Short Story
                                                                   By Robert P. Ottone

   Rabbi Herskovitz had been hosting the support group for things that went bump in the night for nearly
forty years. Over time, some faces left the group, but a few remained, steady and returning, week to week,
drinking the free coffee, donuts, kugel (the rabbi’s own recipe) and telling stories about their various
cultures, troubles and the difficulties facing their lives.

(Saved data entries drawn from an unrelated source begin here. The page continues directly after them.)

//! Admin view and actions.
//!
//! Mutating actions answer `303 See Other` to the admin dashboard and leave
//! their outcome in the flash cookie.

use axum::{
    Form, Json, Router,
    extract::{Path, State},
    response::Redirect,
    routing::{get, post},
};
use axum_extra::extract::cookie::CookieJar;
use serde::{Deserialize, Serialize};
use tracing::{error, info};
use where2go_common::{AppError, AppResult};
use where2go_core::{
    AdminCreateUserInput, CreateReviewInput, RECENT_REVIEWS_LIMIT, RestaurantListing,
    ReviewListing, Statistics,
};
use where2go_db::entities::category;

use crate::{
    extractors::AdminUser,
    flash::{Flash, set_flash, take_flash},
    middleware::AppState,
    response::UserResponse,
};

const ADMIN_DASHBOARD: &str = "/admin-dashboard";

/// Admin overview.
#[derive(Serialize)]
pub struct AdminDashboardResponse {
    pub categories: Vec<category::Model>,
    pub restaurants: Vec<RestaurantListing>,
    pub users: Vec<UserResponse>,
    pub recent_reviews: Vec<ReviewListing>,
    pub stats: Statistics,
    pub flash: Option<Flash>,
}

#[derive(Debug, Default, Deserialize)]
#[serde(default)]
pub struct AddCategoryForm {
    pub category_name: String,
}

#[derive(Debug, Default, Deserialize)]
#[serde(default)]
pub struct AddRestaurantForm {
    pub restaurant_name: String,
    pub restaurant_category: String,
}

#[derive(Debug, Default, Deserialize)]
#[serde(default)]
pub struct AddReviewForm {
    pub review_user: String,
    pub review_restaurant: String,
    pub rating: String,
    pub comment: String,
}

impl AddReviewForm {
    fn into_input(self) -> AppResult<CreateReviewInput> {
        let (Ok(user_id), Ok(restaurant_id)) = (
            self.review_user.trim().parse(),
            self.review_restaurant.trim().parse(),
        ) else {
            return Err(AppError::Validation(
                "User and restaurant are required".to_string(),
            ));
        };
        let rating = self
            .rating
            .trim()
            .parse()
            .map_err(|_| AppError::Validation("Rating must be between 1 and 5".to_string()))?;

        Ok(CreateReviewInput {
            user_id,
            restaurant_id,
            rating,
            comment: self.comment,
        })
    }
}

/// Turn an action outcome into the flash + redirect response.
fn finish(state: &AppState, jar: CookieJar, outcome: AppResult<String>) -> (CookieJar, Redirect) {
    let flash = match outcome {
        Ok(message) => Flash::success(message),
        Err(e) => {
            if e.is_server_error() {
                error!(error = %e, "Admin action failed");
            } else {
                info!(error = %e, "Admin action refused");
            }
            Flash::from(&e)
        }
    };

    (
        set_flash(jar, &state.session, &flash),
        Redirect::to(ADMIN_DASHBOARD),
    )
}

async fn admin_dashboard(
    AdminUser(_admin): AdminUser,
    State(state): State<AppState>,
    jar: CookieJar,
) -> AppResult<(CookieJar, Json<AdminDashboardResponse>)> {
    let categories = state.catalog_service.list_categories_by_name().await?;
    let restaurants = state.catalog_service.list_restaurants().await?;
    let users = state.user_service.list().await?;
    let recent_reviews = state.review_service.list_recent(RECENT_REVIEWS_LIMIT).await?;
    let stats = state.statistics_service.collect().await?;

    let (jar, flash) = take_flash(jar, &state.session);

    Ok((
        jar,
        Json(AdminDashboardResponse {
            categories,
            restaurants,
            users: users.into_iter().map(UserResponse::from).collect(),
            recent_reviews,
            stats,
            flash,
        }),
    ))
}

async fn add_category(
    AdminUser(_admin): AdminUser,
    State(state): State<AppState>,
    jar: CookieJar,
    Form(form): Form<AddCategoryForm>,
) -> (CookieJar, Redirect) {
    let outcome = state
        .catalog_service
        .create_category(&form.category_name)
        .await
        .map(|c| format!("Category \"{}\" added successfully!", c.name));
    finish(&state, jar, outcome)
}

async fn delete_category(
    AdminUser(_admin): AdminUser,
    State(state): State<AppState>,
    jar: CookieJar,
    Path(id): Path<i32>,
) -> (CookieJar, Redirect) {
    let outcome = state
        .catalog_service
        .delete_category(id)
        .await
        .map(|c| format!("Category \"{}\" deleted successfully!", c.name));
    finish(&state, jar, outcome)
}

async fn add_restaurant(
    AdminUser(_admin): AdminUser,
    State(state): State<AppState>,
    jar: CookieJar,
    Form(form): Form<AddRestaurantForm>,
) -> (CookieJar, Redirect) {
    let category_id = form.restaurant_category.trim().parse().ok();
    let outcome = state
        .catalog_service
        .create_restaurant(&form.restaurant_name, category_id)
        .await
        .map(|r| format!("Restaurant \"{}\" added successfully!", r.name));
    finish(&state, jar, outcome)
}

async fn delete_restaurant(
    AdminUser(_admin): AdminUser,
    State(state): State<AppState>,
    jar: CookieJar,
    Path(id): Path<i32>,
) -> (CookieJar, Redirect) {
    let outcome = state
        .catalog_service
        .delete_restaurant(id)
        .await
        .map(|r| format!("Restaurant \"{}\" deleted successfully!", r.name));
    finish(&state, jar, outcome)
}

async fn add_user(
    AdminUser(_admin): AdminUser,
    State(state): State<AppState>,
    jar: CookieJar,
    Form(input): Form<AdminCreateUserInput>,
) -> (CookieJar, Redirect) {
    let outcome = state
        .user_service
        .admin_create(input)
        .await
        .map(|u| format!("User \"{}\" created successfully!", u.username));
    finish(&state, jar, outcome)
}

async fn delete_user(
    AdminUser(admin): AdminUser,
    State(state): State<AppState>,
    jar: CookieJar,
    Path(id): Path<i32>,
) -> (CookieJar, Redirect) {
    let outcome = state
        .user_service
        .admin_delete(admin.id, id)
        .await
        .map(|d| format!("User \"{}\" deleted successfully!", d.username));
    finish(&state, jar, outcome)
}

async fn add_review(
    AdminUser(_admin): AdminUser,
    State(state): State<AppState>,
    jar: CookieJar,
    Form(form): Form<AddReviewForm>,
) -> (CookieJar, Redirect) {
    let outcome = match form.into_input() {
        Ok(input) => state
            .review_service
            .create(input)
            .await
            .map(|r| format!("Review #{} added successfully!", r.id)),
        Err(e) => Err(e),
    };
    finish(&state, jar, outcome)
}

async fn delete_review(
    AdminUser(_admin): AdminUser,
    State(state): State<AppState>,
    jar: CookieJar,
    Path(id): Path<i32>,
) -> (CookieJar, Redirect) {
    let outcome = state.review_service.delete(id).await.map(|r| {
        format!(
            "Review by \"{}\" for \"{}\" deleted successfully!",
            r.username, r.restaurant_name
        )
    });
    finish(&state, jar, outcome)
}

async fn clear_all_polls(
    AdminUser(_admin): AdminUser,
    State(state): State<AppState>,
    jar: CookieJar,
) -> (CookieJar, Redirect) {
    let outcome = state
        .poll_service
        .clear_food_votes()
        .await
        .map(|n| format!("Cleared {n} polls successfully!"));
    finish(&state, jar, outcome)
}

async fn get_statistics(
    AdminUser(_admin): AdminUser,
    State(state): State<AppState>,
) -> AppResult<Json<Statistics>> {
    Ok(Json(state.statistics_service.collect().await?))
}

async fn legacy_test(AdminUser(_admin): AdminUser) -> Redirect {
    Redirect::to(ADMIN_DASHBOARD)
}

pub fn router() -> Router<AppState> {
    Router::new()
        .route("/admin-dashboard", get(admin_dashboard))
        .route("/add-category", post(add_category))
        .route("/delete-category/{id}", post(delete_category))
        .route("/add-restaurant", post(add_restaurant))
        .route("/delete-restaurant/{id}", post(delete_restaurant))
        .route("/add-user", post(add_user))
        .route("/delete-user/{id}", post(delete_user))
        .route("/add-review", post(add_review))
        .route("/delete-review/{id}", post(delete_review))
        .route("/clear-all-polls", post(clear_all_polls))
        .route("/get-statistics", get(get_statistics))
        .route("/test", get(legacy_test))
}

#[cfg(test)]
#[allow(clippy::unwrap_used)]
mod tests {
    use super::*;

    fn review_form(user: &str, restaurant: &str, rating: &str) -> AddReviewForm {
        AddReviewForm {
            review_user: user.to_string(),
            review_restaurant: restaurant.to_string(),
            rating: rating.to_string(),
            comment: "Buono".to_string(),
        }
    }

    #[test]
    fn test_review_form_parses_numbers() {
        let input = review_form("4", " 9 ", "5").into_input().unwrap();
        assert_eq!(input.user_id, 4);
        assert_eq!(input.restaurant_id, 9);
        assert_eq!(input.rating, 5);
        assert_eq!(input.comment, "Buono");
    }

    #[test]
    fn test_review_form_rejects_missing_ids_and_bad_rating() {
        let err = review_form("", "9", "5").into_input().unwrap_err();
        assert_eq!(err.user_message(), "User and restaurant are required");

        let err = review_form("4", "9", "five").into_input().unwrap_err();
        assert_eq!(err.user_message(), "Rating must be between 1 and 5");
    }
}
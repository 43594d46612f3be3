//! Food poll vote entity: one row per (user, category) selection.

use sea_orm::entity::prelude::*;
use serde::{Deserialize, Serialize};

#[derive(Clone, Debug, PartialEq, Eq, DeriveEntityModel, Serialize, Deserialize)]
#[sea_orm(table_name = "food_poll_vote")]
pub struct Model {
    #[sea_orm(primary_key)]
    pub id: i32,

    /// User who voted
    #[sea_orm(indexed)]
    pub user_id: i32,

    /// Selected category
    #[sea_orm(indexed)]
    pub category_id: i32,
}

#[derive(Copy, Clone, Debug, EnumIter, DeriveRelation)]
pub enum Relation {
    #[sea_orm(
        belongs_to = "super::user::Entity",
        from = "Column::UserId",
        to = "super::user::Column::Id",
        on_delete = "Cascade"
    )]
    User,

    #[sea_orm(
        belongs_to = "super::category::Entity",
        from = "Column::CategoryId",
        to = "super::category::Column::Id",
        on_delete = "Cascade"
    )]
    Category,
}

impl Related<super::user::Entity> for Entity {
    fn to() -> RelationDef {
        Relation::User.def()
    }
}

impl Related<super::category::Entity> for Entity {
    fn to() -> RelationDef {
        Relation::Category.def()
    }
}

impl ActiveModelBehavior for ActiveModel {}
//! Friday-evening forecast endpoint.

use axum::{Router, extract::State, routing::get};
use where2go_common::AppError;
use where2go_core::WeatherReport;

use crate::{extractors::AuthUser, middleware::AppState, response::ApiResponse};

async fn weather_data(
    AuthUser(_user): AuthUser,
    State(state): State<AppState>,
) -> ApiResponse<WeatherReport> {
    state
        .weather_service
        .friday_forecast()
        .await
        .map_err(AppError::from)
        .into()
}

pub fn router() -> Router<AppState> {
    Router::new().route("/weather/data", get(weather_data))
}
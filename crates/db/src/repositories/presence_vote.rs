//! Presence vote repository.

use std::sync::Arc;

use crate::entities::{Presence, PresenceVote, presence_vote};
use sea_orm::{
    ActiveModelTrait, ColumnTrait, DatabaseConnection, EntityTrait, PaginatorTrait, QueryFilter,
    QueryOrder, Set,
};
use where2go_common::{AppError, AppResult};

/// Presence vote repository for database operations.
#[derive(Clone)]
pub struct PresenceVoteRepository {
    db: Arc<DatabaseConnection>,
}

impl PresenceVoteRepository {
    /// Create a new presence vote repository.
    #[must_use]
    pub const fn new(db: Arc<DatabaseConnection>) -> Self {
        Self { db }
    }

    /// Find a user's presence row.
    pub async fn find_by_user(&self, user_id: i32) -> AppResult<Option<presence_vote::Model>> {
        PresenceVote::find()
            .filter(presence_vote::Column::UserId.eq(user_id))
            .one(self.db.as_ref())
            .await
            .map_err(|e| AppError::Database(e.to_string()))
    }

    /// Every presence row, oldest first.
    pub async fn find_all(&self) -> AppResult<Vec<presence_vote::Model>> {
        PresenceVote::find()
            .order_by_asc(presence_vote::Column::Id)
            .all(self.db.as_ref())
            .await
            .map_err(|e| AppError::Database(e.to_string()))
    }

    /// Create or replace the user's single presence row.
    ///
    /// The unique index on `user_id` keeps one row per user even if two
    /// requests race; the loser fails with a database error.
    pub async fn upsert(&self, user_id: i32, presence: Presence) -> AppResult<presence_vote::Model> {
        match self.find_by_user(user_id).await? {
            Some(existing) if existing.presence == presence => Ok(existing),
            Some(existing) => {
                let mut active: presence_vote::ActiveModel = existing.into();
                active.presence = Set(presence);
                active
                    .update(self.db.as_ref())
                    .await
                    .map_err(|e| AppError::Database(e.to_string()))
            }
            None => {
                let model = presence_vote::ActiveModel {
                    user_id: Set(user_id),
                    presence: Set(presence),
                    ..Default::default()
                };
                model
                    .insert(self.db.as_ref())
                    .await
                    .map_err(|e| AppError::Database(e.to_string()))
            }
        }
    }

    /// Delete the user's presence row, returning how many rows were removed.
    pub async fn delete_by_user(&self, user_id: i32) -> AppResult<u64> {
        let result = PresenceVote::delete_many()
            .filter(presence_vote::Column::UserId.eq(user_id))
            .exec(self.db.as_ref())
            .await
            .map_err(|e| AppError::Database(e.to_string()))?;
        Ok(result.rows_affected)
    }

    /// Count presence rows belonging to a user (0 or 1).
    pub async fn count_by_user(&self, user_id: i32) -> AppResult<u64> {
        PresenceVote::find()
            .filter(presence_vote::Column::UserId.eq(user_id))
            .count(self.db.as_ref())
            .await
            .map_err(|e| AppError::Database(e.to_string()))
    }
}
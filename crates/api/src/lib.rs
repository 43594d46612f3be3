//! HTTP API layer for where2go.
//!
//! - **Endpoints**: auth, dashboard, polls, weather and the admin actions
//! - **Extractors**: [`extractors::AuthUser`] and [`extractors::AdminUser`]
//! - **Middleware**: session resolution from cookie or bearer token
//! - **Flash**: one-shot admin status messages carried in a cookie
//!
//! Built on Axum 0.8 with Tower middleware stack.

pub mod endpoints;
pub mod extractors;
pub mod flash;
pub mod middleware;
pub mod response;
pub mod session;

use axum::{Router, middleware::from_fn_with_state};

pub use endpoints::router;
pub use middleware::{AppState, auth_middleware};

/// All routes with session resolution applied, ready to serve.
pub fn app(state: AppState) -> Router {
    router()
        .layer(from_fn_with_state(state.clone(), auth_middleware))
        .with_state(state)
}
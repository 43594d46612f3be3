//! API endpoints.

mod admin;
mod auth;
mod dashboard;
mod poll;
mod weather;

use axum::Router;

use crate::middleware::AppState;

/// Create the API router.
pub fn router() -> Router<AppState> {
    Router::new()
        .merge(auth::router())
        .merge(dashboard::router())
        .merge(poll::router())
        .merge(weather::router())
        .merge(admin::router())
}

   Herskovitz always looked forward to hearing the latest saga facing the vampire contingent, which had
begun to diminish in the mid-1980’s, at the beginning of the AIDS crisis, since the virus had a devastating
effect on the vampires, too. Around that time, the vampires began building blood banks, for obvious
reasons. They used these fronts to not only provide a service to those who needed blood transfusions, but
also to satisfy their own thirst. A vampire need only enter a bank owned by one of the various vampire
families and present a special card that, to normal human beings, looked like a blank white credit card, but
in reality, had text on it that was invisible to the human eye, but perfectly visible in bright purple coloring to
anyone who’s eyes were adjusted to the vampire spectrum.

   In the 70’s, when Herskovitz assumed control of the group, replacing his mentor, Rabbi Fischman, there
was a resurgence in demonology and the practice of the dark arts. Demonic entities were never
Herskovitz’ favorite clientele in the group, mostly because they had a tendency to smell like sulfur, and the
basement they met in, week to week didn’t have any windows, but also because they seemed so arrogant.
One of the vampires, Gary, often noted that when a demon was in attendance, they always seemed to be
judging everyone in the group, looking down on them, because they were more ancient and obviously,
more “evil” than anyone in the group. Herskovitz didn’t think of anyone in the group therapy sessions as
“evil,” just that they needed to be heard, regardless of whatever they were up to.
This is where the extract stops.